▼
use crate::address::Target;
use crate::error::HandshakeError;
use crate::exact::read_full;
use crate::protocol::{AddressType, Command, SUCCESS_REPLY, Version};
use tokio::io::{AsyncRead, AsyncWrite, AsyncWriteExt};
use tracing::debug;

/// handle_socks_request reads the client's request, decodes the destination
/// and answers with the fixed success reply. The reply goes out before any
/// attempt to reach the target is made
pub async fn handle_socks_request<S>(
    stream: &mut S,
    buf: &mut [u8],
) -> Result<Target, HandshakeError>
where
    S: AsyncRead + AsyncWrite + Unpin + ?Sized,
{
    // SOCKS5 request format
    // +----+-----+-------+------+----------+----------+
    // |VER | CMD |  RSV  | ATYP | DST.ADDR | DST.PORT |
    // +----+-----+-------+------+----------+----------+
    // | 1  |  1  | X'00' |  1   | Variable |    2     |
    // +----+-----+-------+------+----------+----------+

    // Header plus the first address byte
    read_full(stream, buf, 5, None).await?;

    // Ensure version is 0x05 -> SOCKS5
    if buf[0] != Version::SOCKS5 as u8 {
        return Err(HandshakeError::ProtocolVersion(buf[0]));
    }

    // CMD is not validated, everything is served as CONNECT
    if Command::from_byte(buf[1]) != Some(Command::Connect) {
        debug!("treating command {:#04x} as CONNECT", buf[1]);
    }

    let addr_type =
        AddressType::from_byte(buf[3]).ok_or(HandshakeError::UnsupportedAddressType(buf[3]))?;

    // Rest of DST.ADDR and DST.PORT land right after the first address byte
    let remaining = Target::remaining_len(addr_type, buf[4]);
    read_full(stream, &mut buf[5..], remaining, None).await?;

    let target = Target::decode(addr_type, &buf[4..5 + remaining])?;

    // SOCKS5 reply format
    // +----+-----+-------+------+----------+----------+
    // |VER | REP |  RSV  | ATYP | BND.ADDR | BND.PORT |
    // +----+-----+-------+------+----------+----------+
    // | 1  |  1  | X'00' |  1   |  0.0.0.0 |    0     |
    // +----+-----+-------+------+----------+----------+

    stream.write_all(&SUCCESS_REPLY).await?;

    Ok(target)
}

#[cfg(test)]
mod tests {
    use super::*;
    use crate::protocol::HANDSHAKE_BUF_SIZE;
    use tokio::io::{AsyncReadExt, duplex};

    async fn request(bytes: Vec<u8>) -> (Result<Target, HandshakeError>, Vec<u8>) {
        let (mut client, mut server) = duplex(1024);
        client.write_all(&bytes).await.unwrap();
        // EOF after the input, so short messages fail instead of hanging
        client.shutdown().await.unwrap();

        let mut buf = vec![0u8; HANDSHAKE_BUF_SIZE];
        let result = handle_socks_request(&mut server, &mut buf).await;
        drop(server);

        let mut reply = Vec::new();
        client.read_to_end(&mut reply).await.unwrap();
        (result, reply)
    }

    #[tokio::test]
    async fn connect_ipv4() {
        let (result, reply) =
            request(vec![0x05, 0x01, 0x00, 0x01, 0x7f, 0x00, 0x00, 0x01, 0x00, 0x50]).await;
        assert_eq!(result.unwrap().to_string(), "127.0.0.1:80");
        assert_eq!(reply, [0x05, 0x00, 0x00, 0x01, 0, 0, 0, 0, 0, 0]);
    }

    #[tokio::test]
    async fn connect_domain() {
        let (result, reply) = request(vec![
            0x05, 0x01, 0x00, 0x03, 0x03, 0x77, 0x77, 0x77, 0x00, 0x50,
        ])
        .await;
        assert_eq!(result.unwrap().to_string(), "www:80");
        assert_eq!(reply, SUCCESS_REPLY);
    }

    #[tokio::test]
    async fn domain_consumes_exactly_len_plus_two() {
        for len in [0usize, 1, 63, 255] {
            let (mut client, mut server) = duplex(1024);
            let mut bytes = vec![0x05, 0x01, 0x00, 0x03, len as u8];
            bytes.extend(std::iter::repeat_n(b'x', len));
            bytes.extend_from_slice(&[0x12, 0x34]);
            // Trailing payload must be left on the stream
            bytes.extend_from_slice(b"tail");
            client.write_all(&bytes).await.unwrap();

            let mut buf = vec![0u8; HANDSHAKE_BUF_SIZE];
            let target = handle_socks_request(&mut server, &mut buf).await.unwrap();
            assert_eq!(target.host, "x".repeat(len));
            assert_eq!(target.port, 0x1234);

            let mut tail = [0u8; 4];
            server.read_exact(&mut tail).await.unwrap();
            assert_eq!(&tail, b"tail");
        }
    }

    #[tokio::test]
    async fn command_byte_is_ignored() {
        let (result, reply) =
            request(vec![0x05, 0x02, 0x00, 0x01, 0x0a, 0x00, 0x00, 0x01, 0x01, 0xbb]).await;
        assert_eq!(result.unwrap(), Target::new("10.0.0.1", 443));
        assert_eq!(reply, SUCCESS_REPLY);
    }

    #[tokio::test]
    async fn wrong_version_gets_no_reply() {
        let (result, reply) =
            request(vec![0x04, 0x01, 0x00, 0x01, 0x7f, 0x00, 0x00, 0x01, 0x00, 0x50]).await;
        assert!(matches!(result, Err(HandshakeError::ProtocolVersion(0x04))));
        assert!(reply.is_empty());
    }

    #[tokio::test]
    async fn unsupported_address_types_get_no_reply() {
        for atyp in [0x00u8, 0x02, 0x04, 0xff] {
            let mut bytes = vec![0x05, 0x01, 0x00, atyp];
            bytes.extend_from_slice(&[0u8; 18]);
            let (result, reply) = request(bytes).await;
            assert!(
                matches!(result, Err(HandshakeError::UnsupportedAddressType(a)) if a == atyp),
                "atyp {atyp:#04x}"
            );
            assert!(reply.is_empty());
        }
    }

    #[tokio::test]
    async fn truncated_address_gets_no_reply() {
        let (result, reply) = request(vec![0x05, 0x01, 0x00, 0x01, 0x7f, 0x00]).await;
        assert!(matches!(result, Err(HandshakeError::Transport(_))));
        assert!(reply.is_empty());
    }
}
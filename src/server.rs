use crate::{
    auth,
    commands,
    dialer::Dialer,
    error::HandshakeError,
    pending::PendingConn,
    protocol::HANDSHAKE_BUF_SIZE,
};
use anyhow::{Result, bail};
use std::{net::SocketAddr, sync::Arc};
use tokio::{
    io::{AsyncRead, AsyncWrite},
    net::{TcpListener, TcpStream},
};
use tracing::{debug, info};

/// Socks5Server represents a SOCKS5 front end and houses related
/// configuration data along with the dialer that negotiated connections
/// are handed to
pub struct Socks5Server<D> {
    pub listen_addr: String,
    dialer: Arc<D>,
    listener: Option<TcpListener>,
}

/// Socks5Server implementation block
impl<D> Socks5Server<D>
where
    D: Dialer<TcpStream>,
{
    /// new is a constructor for the Socks5Server type
    pub fn new(listen_addr: impl Into<String>, dialer: D) -> Self {
        Self {
            listen_addr: listen_addr.into(),
            dialer: Arc::new(dialer),
            listener: None,
        }
    }

    /// bind to the listen address ahead of run, returning the bound address
    pub async fn bind(&mut self) -> Result<SocketAddr> {
        if self.listener.is_some() {
            bail!("{} is already bound", self.listen_addr);
        }

        // Instantiate tokio listener
        let listener = TcpListener::bind(&self.listen_addr).await?;
        let addr = listener.local_addr()?;

        info!("SOCKS5 proxy listening on {:?}", addr);

        self.listener = Some(listener);
        Ok(addr)
    }

    /// run accepts connections until the listener fails, handling each one
    /// on its own task
    pub async fn run(&mut self) -> Result<()> {
        let listener = match self.listener.take() {
            Some(listener) => listener,
            None => {
                self.bind().await?;
                match self.listener.take() {
                    Some(listener) => listener,
                    None => bail!("listener missing after bind"),
                }
            }
        };

        loop {
            // Accept errors end the loop, per-connection errors never do
            let (inbound, peer_addr) = listener.accept().await?;

            // Clone for this connection
            let dialer = Arc::clone(&self.dialer);

            tokio::spawn(async move {
                debug!("new client: {}", peer_addr);

                match handle_connection(inbound, peer_addr, dialer.as_ref()).await {
                    Ok(_) => {}
                    // The dialer owns the stream by now, this only reports
                    Err(HandshakeError::Dialer { target, source }) => {
                        info!("dial to {} for {} failed: {}", target, peer_addr, source);
                    }
                    Err(e) if e.is_protocol() => {
                        info!("rejected client {}: {}", peer_addr, e);
                    }
                    Err(e) => debug!("connection from {} closed: {}", peer_addr, e),
                }
            });
        }
    }
}

/// handle_connection runs the greeting and request phases on `stream` and
/// then hands it, gated, to `dialer`. On a handshake error the stream is
/// dropped, which closes it
pub async fn handle_connection<S, D>(
    mut stream: S,
    peer_addr: SocketAddr,
    dialer: &D,
) -> Result<u64, HandshakeError>
where
    S: AsyncRead + AsyncWrite + Unpin,
    D: Dialer<S>,
{
    // One scratch buffer serves every phase of this connection
    let mut buf = vec![0u8; HANDSHAKE_BUF_SIZE];

    auth::negotiate_auth(&mut stream, &mut buf).await?;
    let target = commands::handle_socks_request(&mut stream, &mut buf).await?;
    drop(buf);

    debug!("dialing {} for {}", target, peer_addr);

    // The client already holds a success reply, so a dial failure is
    // only reported here
    let uri = target.to_string();
    match dialer.dial(target, PendingConn::new(stream)).await {
        Ok(session) => {
            debug!("session {} handed {} for {}", session, uri, peer_addr);
            Ok(session)
        }
        Err(e) => Err(HandshakeError::Dialer {
            target: uri,
            source: e.into(),
        }),
    }
}

#[cfg(test)]
mod tests {
    use super::*;
    use crate::address::Target;
    use std::sync::Mutex;
    use tokio::io::{AsyncReadExt, AsyncWriteExt, DuplexStream, duplex};

    fn peer() -> SocketAddr {
        "127.0.0.1:50000".parse().unwrap()
    }

    /// Runs a whole connection over a pipe, returning what the dialer saw and
    /// everything written back to the client
    async fn converse(input: &[u8]) -> (Result<u64, HandshakeError>, Option<String>, Vec<u8>) {
        let seen = Arc::new(Mutex::new(None));
        let dialer = {
            let seen = Arc::clone(&seen);
            move |target: Target, conn: PendingConn<DuplexStream>| {
                let seen = Arc::clone(&seen);
                async move {
                    *seen.lock().unwrap() = Some(target.to_string());
                    drop(conn);
                    Ok::<_, anyhow::Error>(42)
                }
            }
        };

        let (mut client, server) = duplex(1024);
        client.write_all(input).await.unwrap();
        // EOF after the input, so short messages fail instead of hanging
        client.shutdown().await.unwrap();

        let result = handle_connection(server, peer(), &dialer).await;

        let mut reply = Vec::new();
        client.read_to_end(&mut reply).await.unwrap();
        let target = seen.lock().unwrap().take();
        (result, target, reply)
    }

    #[tokio::test]
    async fn ipv4_connect_is_handed_off() {
        let (result, target, reply) = converse(&[
            0x05, 0x01, 0x00, // greeting
            0x05, 0x01, 0x00, 0x01, 0x7f, 0x00, 0x00, 0x01, 0x00, 0x50,
        ])
        .await;

        assert_eq!(result.unwrap(), 42);
        assert_eq!(target.as_deref(), Some("127.0.0.1:80"));
        assert_eq!(reply, [0x05, 0x00, 0x05, 0x00, 0x00, 0x01, 0, 0, 0, 0, 0, 0]);
    }

    #[tokio::test]
    async fn domain_connect_is_handed_off() {
        let (result, target, reply) = converse(&[
            0x05, 0x01, 0x00, // greeting
            0x05, 0x01, 0x00, 0x03, 0x03, 0x77, 0x77, 0x77, 0x00, 0x50,
        ])
        .await;

        assert!(result.is_ok());
        assert_eq!(target.as_deref(), Some("www:80"));
        assert_eq!(reply.len(), 12);
    }

    #[tokio::test]
    async fn bad_greeting_version_writes_nothing() {
        let (result, target, reply) = converse(&[0x04, 0x01, 0x00]).await;

        assert!(matches!(result, Err(HandshakeError::ProtocolVersion(0x04))));
        assert!(target.is_none());
        assert!(reply.is_empty());
    }

    #[tokio::test]
    async fn ipv6_request_stops_after_method_reply() {
        let mut input = vec![0x05, 0x01, 0x00, 0x05, 0x01, 0x00, 0x04];
        input.extend_from_slice(&[0u8; 18]);
        let (result, target, reply) = converse(&input).await;

        assert!(matches!(result, Err(HandshakeError::UnsupportedAddressType(0x04))));
        assert!(target.is_none());
        assert_eq!(reply, [0x05, 0x00]);
    }

    #[tokio::test]
    async fn dialer_errors_come_back_after_the_reply() {
        let dialer = |_: Target, conn: PendingConn<DuplexStream>| async move {
            drop(conn);
            Err::<u64, _>(anyhow::anyhow!("no route"))
        };

        let (mut client, server) = duplex(1024);
        client
            .write_all(&[0x05, 0x01, 0x00, 0x05, 0x01, 0x00, 0x01, 10, 0, 0, 9, 0x01, 0xbb])
            .await
            .unwrap();

        let err = handle_connection(server, peer(), &dialer).await.unwrap_err();
        assert!(matches!(err, HandshakeError::Dialer { ref target, .. } if target == "10.0.0.9:443"));

        let mut reply = Vec::new();
        client.read_to_end(&mut reply).await.unwrap();
        assert_eq!(reply.len(), 12);
        assert_eq!(&reply[2..4], &[0x05, 0x00]);
    }
}
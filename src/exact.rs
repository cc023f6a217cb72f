use std::io;
use std::sync::atomic::{AtomicI64, Ordering};
use std::time::{SystemTime, UNIX_EPOCH};
use tokio::io::{AsyncRead, AsyncReadExt};

/// read_full reads from `reader` into `buf` until exactly `len` bytes have
/// been accumulated at the front of `buf`. Each successful partial read
/// stamps `last_activity` (Unix milliseconds) when one is given, so that
/// callers can drive idle timeouts off it
pub async fn read_full<R>(
    reader: &mut R,
    buf: &mut [u8],
    len: usize,
    last_activity: Option<&AtomicI64>,
) -> io::Result<()>
where
    R: AsyncRead + Unpin + ?Sized,
{
    if len > buf.len() {
        return Err(io::Error::new(
            io::ErrorKind::InvalidInput,
            format!("read of {len} bytes exceeds buffer of {}", buf.len()),
        ));
    }

    let mut filled = 0;
    while filled < len {
        let n = reader.read(&mut buf[filled..len]).await?;
        if n == 0 {
            return Err(io::Error::new(
                io::ErrorKind::UnexpectedEof,
                format!("stream closed after {filled} of {len} bytes"),
            ));
        }

        if let Some(last) = last_activity {
            last.store(now_millis(), Ordering::Relaxed);
        }

        filled += n;
    }

    Ok(())
}

/// now_millis returns the current Unix time in milliseconds
pub fn now_millis() -> i64 {
    SystemTime::now()
        .duration_since(UNIX_EPOCH)
        .map(|d| d.as_millis() as i64)
        .unwrap_or_default()
}
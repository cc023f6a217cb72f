//! Error types for the SOCKS5 handshake
//!
//! Every variant aborts the connection it was raised on. None of them are
//! answered with a SOCKS reply and none reach the accept loop.

use std::io;

use thiserror::Error;

/// Errors raised while negotiating a single client connection
#[derive(Debug, Error)]
pub enum HandshakeError {
    /// Greeting or request did not start with 0x05
    #[error("only ver 0x05 is supported, but {0:#04x}")]
    ProtocolVersion(u8),

    /// ATYP was neither IPv4 (0x01) nor domain name (0x03)
    #[error("ATYP {0:#04x} is not supported")]
    UnsupportedAddressType(u8),

    /// Reading from or writing to the client failed
    #[error("transport error: {0}")]
    Transport(#[from] io::Error),

    /// The dialer rejected the handed-off connection
    #[error("dial to {target} failed: {source}")]
    Dialer {
        target: String,
        #[source]
        source: Box<dyn std::error::Error + Send + Sync>,
    },
}

impl HandshakeError {
    /// is_protocol tells whether the peer sent something this server
    /// refuses to speak, as opposed to the stream failing underneath
    pub fn is_protocol(&self) -> bool {
        matches!(
            self,
            HandshakeError::ProtocolVersion(_) | HandshakeError::UnsupportedAddressType(_)
        )
    }
}
// RSV: Fields marked RESERVED (RSV) must be set to X'00'.
pub const RSV: u8 = 0x00;

/// HANDSHAKE_BUF_SIZE is the per-connection scratch buffer used for both
/// the greeting and the request phase
pub const HANDSHAKE_BUF_SIZE: usize = 64 * 1024;

/// SUCCESS_REPLY is the fixed reply sent once a request has been parsed:
/// succeeded, bound to 0.0.0.0:0
pub const SUCCESS_REPLY: [u8; 10] = [
    Version::SOCKS5 as u8,
    ReplyCode::Succeeded as u8,
    RSV,
    AddressType::IPv4 as u8,
    0x00,
    0x00,
    0x00,
    0x00,
    0x00,
    0x00,
];

/// Version represents available SOCKS proxy versions.
/// Only SOCKS5 is spoken here
#[repr(u8)]
#[derive(Debug, Clone, Copy, PartialEq)]
pub enum Version {
    SOCKS5 = 0x05,
}

/// AuthMethod represents available SOCKS5
/// authentication methods
#[repr(u8)]
#[derive(Debug, Clone, Copy, PartialEq)]
pub enum AuthMethod {
    NoAuth = 0x00,
    // Gssapi = 0x01, not supported
    // UserPass = 0x02, not supported
    // 0x03 - 0x7f: IANA reserved
    // 0x80 - 0xFE: private methods
}

/// Command represents SOCKS5 protocol commands
#[repr(u8)]
#[derive(Debug, Clone, Copy, PartialEq)]
pub enum Command {
    Connect = 0x01,
    Bind = 0x02,
    UdpAssociate = 0x03,
}

/// Command implementation block
impl Command {
    /// from_byte converts a byte to its related SOCKS5 protocol command
    pub fn from_byte(byte: u8) -> Option<Self> {
        match byte {
            0x01 => Some(Command::Connect),
            0x02 => Some(Command::Bind),
            0x03 => Some(Command::UdpAssociate),
            _ => None,
        }
    }
}

/// AddressType represents the SOCKS5 address types this server decodes:
/// IPv4 and Domain Name
#[repr(u8)]
#[derive(Debug, Clone, Copy, PartialEq)]
pub enum AddressType {
    IPv4 = 0x01,
    DomainName = 0x03,
    // IPv6 = 0x04, not supported
}

/// AddressType implementation block
impl AddressType {
    /// from_byte converts a byte to its related network address type
    pub fn from_byte(byte: u8) -> Option<Self> {
        match byte {
            0x01 => Some(AddressType::IPv4),
            0x03 => Some(AddressType::DomainName),
            _ => None,
        }
    }
}

#[repr(u8)]
#[derive(Debug, Clone, Copy, PartialEq)]
pub enum ReplyCode {
    Succeeded = 0x00,
    // Failure codes are never sent: the reply is optimistic and
    // unsupported address types close the connection silently.
    // 0x01 - 0x08: failures
    // 0x09 - 0xFF: unassigned
}
//! Error taxonomy for the transfer engine.
//!
//! Every failure a command can hit maps to one [`ErrorClass`], which decides
//! whether the scheduler drops the command, retries the connection slot, or
//! stops the whole engine.

use crate::segmenter::ConnectionId;

/// Result alias used throughout the engine.
pub type EngineResult<T> = Result<T, EngineError>;

/// How an error affects the transfer.
#[derive(Debug, Clone, Copy, PartialEq, Eq)]
pub enum ErrorClass {
    /// Timeout, reset, short read, throttling: release the segment and retry the slot.
    Transient,
    /// Downloaded bytes failed verification: release with progress discarded.
    Integrity,
    /// The slot cannot continue (retries exhausted, non-retryable HTTP status).
    SlotFatal,
    /// Disk full, permission denied, bad path: stop the engine.
    EngineFatal,
    /// Programming error (double assignment, short completion, coverage gap).
    Invariant,
}

impl ErrorClass {
    /// True if the scheduler must stop and propagate the error.
    pub fn is_fatal_to_engine(self) -> bool {
        matches!(self, ErrorClass::EngineFatal | ErrorClass::Invariant)
    }
}

#[derive(Debug, thiserror::Error)]
pub enum EngineError {
    #[error("{context}: {source}")]
    Io {
        context: String,
        #[source]
        source: std::io::Error,
    },

    #[error("transient transfer failure: {0}")]
    Transient(String),

    #[error("HTTP {0}")]
    Http(u32),

    #[error("checksum mismatch in range [{start}, {end})")]
    Integrity { start: u64, end: u64 },

    #[error("invariant violation: {0}")]
    InvariantViolation(String),

    #[error("value {value} outside [{min}, {max}]")]
    OutOfRange { value: u64, min: u64, max: u64 },

    #[error("connection {connection} gave up after {attempts} attempts: {last}")]
    RetriesExhausted {
        connection: ConnectionId,
        attempts: u32,
        last: String,
    },

    #[error("every connection failed before the transfer completed")]
    AllConnectionsFailed,

    #[error("resume record rejected: {0}")]
    ResumeRecord(String),
}

impl EngineError {
    /// Wrap an I/O error with a short description of what was being done.
    pub fn io(context: impl Into<String>, source: std::io::Error) -> Self {
        EngineError::Io {
            context: context.into(),
            source,
        }
    }

    pub fn invariant(msg: impl Into<String>) -> Self {
        EngineError::InvariantViolation(msg.into())
    }

    pub fn class(&self) -> ErrorClass {
        match self {
            EngineError::Transient(_) => ErrorClass::Transient,
            EngineError::Http(code) => classify_http_status(*code),
            EngineError::Integrity { .. } => ErrorClass::Integrity,
            EngineError::RetriesExhausted { .. } => ErrorClass::SlotFatal,
            EngineError::InvariantViolation(_) => ErrorClass::Invariant,
            EngineError::Io { .. }
            | EngineError::OutOfRange { .. }
            | EngineError::AllConnectionsFailed
            | EngineError::ResumeRecord(_) => ErrorClass::EngineFatal,
        }
    }
}

/// Classify an HTTP status code: throttling and 5xx are worth retrying.
pub fn classify_http_status(code: u32) -> ErrorClass {
    match code {
        429 | 500..=599 => ErrorClass::Transient,
        _ => ErrorClass::SlotFatal,
    }
}

impl From<curl::Error> for EngineError {
    fn from(e: curl::Error) -> Self {
        EngineError::Transient(e.to_string())
    }
}

impl From<curl::MultiError> for EngineError {
    fn from(e: curl::MultiError) -> Self {
        EngineError::Transient(e.to_string())
    }
}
▲
Activity
From the entries above, extract every line where the word "scratch" appears.

Written solution
    // One scratch buffer serves every phase of this connection
/// HANDSHAKE_BUF_SIZE is the per-connection scratch buffer used for both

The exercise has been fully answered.